GIVEN ENTRIES Start Marker

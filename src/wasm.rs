//! WebAssembly bindings for Tank Replay.
//!
//! Wraps a [`PlaybackController`] over a [`MemoryBoard`]. The page drives time
//! with `advance(ms)` from its animation frame callback and redraws from
//! `getBoard()`.

use wasm_bindgen::prelude::*;

use crate::{
    board::MemoryBoard,
    playback::PlaybackController,
    schema::{PlaybackConfig, ReplaySetup},
};

/// Initialize WASM module with panic hook and logging.
#[wasm_bindgen(start)]
pub fn init() {
    // Set panic hook for better error messages in browser
    console_error_panic_hook::set_once();

    wasm_logger::init(wasm_logger::Config::default());
}

/// WebAssembly wrapper for replay playback.
#[wasm_bindgen]
pub struct WasmReplay {
    setup: ReplaySetup,
    player: PlaybackController<MemoryBoard>,
}

#[wasm_bindgen]
impl WasmReplay {
    /// Set up playback from a replay and an optional playback config.
    ///
    /// # Arguments
    /// * `setup_json` - JSON string containing the replay (settings, result, flow)
    /// * `config_json` - JSON string containing PlaybackConfig; defaults when omitted
    #[wasm_bindgen(constructor)]
    pub fn new(setup_json: &str, config_json: Option<String>) -> Result<WasmReplay, JsValue> {
        let setup = ReplaySetup::from_json(setup_json)
            .map_err(|e| JsValue::from_str(&e.to_string()))?;

        let config = match config_json {
            Some(json) => {
                PlaybackConfig::from_json(&json).map_err(|e| JsValue::from_str(&e.to_string()))?
            }
            None => PlaybackConfig::default(),
        };

        let board = MemoryBoard::new(
            config.board.width,
            config.board.height,
            setup.flow.player_count(),
        );
        let player = PlaybackController::new(setup.flow.clone(), config, board)
            .map_err(|e| JsValue::from_str(&e.to_string()))?;

        Ok(WasmReplay { setup, player })
    }

    #[wasm_bindgen(js_name = togglePause)]
    pub fn toggle_pause(&mut self) {
        self.player.toggle_pause();
    }

    #[wasm_bindgen]
    pub fn play(&mut self) {
        self.player.play();
    }

    #[wasm_bindgen]
    pub fn pause(&mut self) {
        self.player.pause();
    }

    #[wasm_bindgen(js_name = stepForward)]
    pub fn step_forward(&mut self) {
        self.player.step_forward();
    }

    #[wasm_bindgen(js_name = stepBackward)]
    pub fn step_backward(&mut self) {
        self.player.step_backward();
    }

    #[wasm_bindgen(js_name = stepForward10)]
    pub fn step_forward_10(&mut self) {
        self.player.step_forward_10();
    }

    #[wasm_bindgen(js_name = stepBackward10)]
    pub fn step_backward_10(&mut self) {
        self.player.step_backward_10();
    }

    #[wasm_bindgen(js_name = jumpToStart)]
    pub fn jump_to_start(&mut self) {
        self.player.jump_to_start();
    }

    #[wasm_bindgen]
    pub fn seek(&mut self, tick: usize) {
        self.player.seek(tick);
    }

    /// Let `elapsed_ms` of playback time pass. Returns the number of tasks run.
    #[wasm_bindgen]
    pub fn advance(&mut self, elapsed_ms: u32) -> usize {
        self.player.advance(u64::from(elapsed_ms))
    }

    /// Get the board (tokens, cell tones, health and tick texts) as a JS object.
    #[wasm_bindgen(js_name = getBoard)]
    pub fn get_board(&self) -> Result<JsValue, JsValue> {
        serde_wasm_bindgen::to_value(self.player.board())
            .map_err(|e| JsValue::from_str(&format!("Serialization error: {e}")))
    }

    #[wasm_bindgen(js_name = isPaused)]
    pub fn is_paused(&self) -> bool {
        self.player.session().is_paused()
    }

    #[wasm_bindgen(js_name = isFinished)]
    pub fn is_finished(&self) -> bool {
        self.player.session().is_finished()
    }

    /// Current tick counter text.
    #[wasm_bindgen(js_name = currentTick)]
    pub fn current_tick(&self) -> String {
        self.player.current_tick_text()
    }

    /// Last tick label text (`T - 1`).
    #[wasm_bindgen(js_name = tickCount)]
    pub fn tick_count(&self) -> String {
        self.player.tick_count_text()
    }

    /// Match result line, e.g. "player 2 won".
    #[wasm_bindgen(js_name = resultText)]
    pub fn result_text(&self) -> String {
        self.setup.result.to_string()
    }

    #[wasm_bindgen(js_name = explanationText)]
    pub fn explanation_text(&self) -> Option<String> {
        self.setup.explanation_text().map(str::to_owned)
    }
}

GIVEN ENTRIES End Marker

* **ACTIVITY**
Which lines of the data include "PlaybackController"? Copy each of them.

* **ANSWER TO THE EXERCISE**
//! Wraps a [`PlaybackController`] over a [`MemoryBoard`]. The page drives time
    playback::PlaybackController,
    player: PlaybackController<MemoryBoard>,
        let player = PlaybackController::new(setup.flow.clone(), config, board)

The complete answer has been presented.